Ele destaca o caso de Israel. "É um 'case' de sucesso porque lá chove metade do que chove no Semiárido, e, mesmo assim, eles desenvolveram várias técnicas de produção agrícola."

Segundo a nutricionista Poliana Palmeira, professora da Universidade Federal de Campina Grande, na Paraíba, e que integra a Rede Brasileira de Pesquisa em Soberania e Segurança Alimentar e Nutricional, a vulnerabilidade do sertanejo está enraizada nas dificuldades de acesso à água.

"Esse perfil histórico foi retratado na obra do geógrafo Josué de Castro [autor de Geografia da Fome], que fez o primeiro mapa da fome no Brasil e mostrou como a ausência de investimentos governamentais que pudessem promover desenvolvimento e o acesso a água na região Nordeste criou um perfil de vulnerabilidade social e de fome na região", explicou Palmeira.

Palmeira apontou que houve um período de investimento real na região que mudou essa realidade. "Houve a estratégia do Fome Zero, programas de cisternas e projetos de desenvolvimento agrário que garantiram algum acesso à água, e a gente viu a melhora do indicadores de insegurança alimentar", afirmou. "Mas o desmonte de políticas públicas e a pandemia fizeram a região voltar a índices elevados de fome."

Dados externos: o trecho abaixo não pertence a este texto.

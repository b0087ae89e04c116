//! Per-frame render loops with explicit, cancelable handles.
//!
//! Every animated surface owns exactly one [`LoopHandle`]. The app ticks the
//! scheduler once per egui frame and each owner asks [`FrameScheduler::is_running`]
//! before stepping its scene. Cancelling is synchronous: once `cancel` returns,
//! the loop is gone and will never be stepped again.

use std::collections::BTreeMap;

/// Identifier of a scheduled loop
#[derive(Debug, Clone, Copy, PartialEq, Eq, PartialOrd, Ord, Hash)]
pub struct LoopId(u64);

/// Owning handle to a scheduled loop. Deliberately not `Clone`.
#[derive(Debug)]
pub struct LoopHandle {
    id: LoopId,
    cancelled: bool,
}

impl LoopHandle {
    pub fn id(&self) -> LoopId {
        self.id
    }

    pub fn is_cancelled(&self) -> bool {
        self.cancelled
    }
}

/// Registry of live render loops plus a global frame counter
#[derive(Debug, Default)]
pub struct FrameScheduler {
    loops: BTreeMap<LoopId, &'static str>,
    next_id: u64,
    frame: u64,
}

impl FrameScheduler {
    pub fn new() -> Self {
        Self::default()
    }

    /// Register a new loop. `label` is only used for logging.
    pub fn schedule(&mut self, label: &'static str) -> LoopHandle {
        self.next_id += 1;
        let id = LoopId(self.next_id);
        self.loops.insert(id, label);
        tracing::debug!("Scheduled {label} loop {:?}", id);
        LoopHandle {
            id,
            cancelled: false,
        }
    }

    /// Stop a loop. Returns `false` if it was already stopped.
    pub fn cancel(&mut self, handle: &mut LoopHandle) -> bool {
        if handle.cancelled {
            return false;
        }
        handle.cancelled = true;
        match self.loops.remove(&handle.id) {
            Some(label) => {
                tracing::debug!("Cancelled {label} loop {:?}", handle.id);
                true
            }
            None => false,
        }
    }

    pub fn is_running(&self, handle: &LoopHandle) -> bool {
        !handle.cancelled && self.loops.contains_key(&handle.id)
    }

    /// Number of loops that will be stepped on the next frame
    pub fn active_count(&self) -> usize {
        self.loops.len()
    }

    /// Advance the frame counter; returns the new frame number
    pub fn begin_frame(&mut self) -> u64 {
        self.frame += 1;
        self.frame
    }

    pub fn frame(&self) -> u64 {
        self.frame
    }

    /// Drop every loop (window teardown)
    pub fn cancel_all(&mut self) {
        if !self.loops.is_empty() {
            tracing::debug!("Cancelling {} remaining loops", self.loops.len());
        }
        self.loops.clear();
    }
}

#[cfg(test)]
mod tests {
    use super::*;

    #[test]
    fn test_schedule_and_cancel() {
        let mut s = FrameScheduler::new();
        let mut a = s.schedule("preview");
        let b = s.schedule("background");
        assert_eq!(s.active_count(), 2);
        assert!(s.is_running(&a));

        assert!(s.cancel(&mut a));
        assert!(!s.is_running(&a));
        assert!(s.is_running(&b));
        assert_eq!(s.active_count(), 1);
    }

    #[test]
    fn test_cancel_is_idempotent() {
        let mut s = FrameScheduler::new();
        let mut a = s.schedule("preview");
        assert!(s.cancel(&mut a));
        assert!(!s.cancel(&mut a));
        assert!(a.is_cancelled());
        assert_eq!(s.active_count(), 0);
    }

    #[test]
    fn test_ids_are_never_reused() {
        let mut s = FrameScheduler::new();
        let mut a = s.schedule("preview");
        let first = a.id();
        s.cancel(&mut a);
        let b = s.schedule("preview");
        assert_ne!(first, b.id());
    }

    #[test]
    fn test_cancel_all_stops_handles() {
        let mut s = FrameScheduler::new();
        let a = s.schedule("preview");
        s.cancel_all();
        assert!(!s.is_running(&a));
        assert_eq!(s.active_count(), 0);
    }

    #[test]
    fn test_frame_counter() {
        let mut s = FrameScheduler::new();
        assert_eq!(s.frame(), 0);
        assert_eq!(s.begin_frame(), 1);
        assert_eq!(s.begin_frame(), 2);
    }
}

De acordo com dados da pesquisa de 2022 da Rede Penssan, 21% da população do Nordeste convive com a fome, 17,5% vivem em insegurança alimentar moderada (quando qualidade e quantidade de alimentos estão comprometidos) e 29,5% estão em insegurança alimentar leve (quando a família reduz a qualidade dos alimentos para que haja o suficiente para todos).

"A seca é cíclica. A insegurança alimentar persistente é crônica na região rural do Semiárido. Portanto, precisamos construir estratégicas de convivência com a seca, que sempre vai existir", disse. "Como o Semiárido é formado por municípios pequenos, em que grande parte das famílias estão engajadas em atividades de agricultura, é importante que haja políticas públicas voltadas para a agricultura familiar no sertão."

O engenheiro João Carlos Antiqueira, voluntário da área de projetos da ONG Amigos do Bem, que atua há 30 anos na região do Semiárido, destacou que o sertão nordestino "são vários".

"Existe uma diferença muito grande, inclusive da disponibilidade de água, que acaba pilotando as atividades econômicas que conseguimos levar a um lugar e não para outro. Não dá para ter um projeto único para toda a região", explicou.

Antiqueira citou como exemplo o sertão do Alagoas, onde a perfuração de poços leva a águas salobras. "Nesses lugares, desenvolvemos projetos de artesanato e de oficinas de costura."

"O sertanejo planta no São José, em março, para colher no São João, em junho, o mês tradicional de colheita e, portanto, de fartura. É um período restrito de produção. Se entendermos a água como único bem que vai resolver sozinha o problema do sertão, não vai dar funcionar."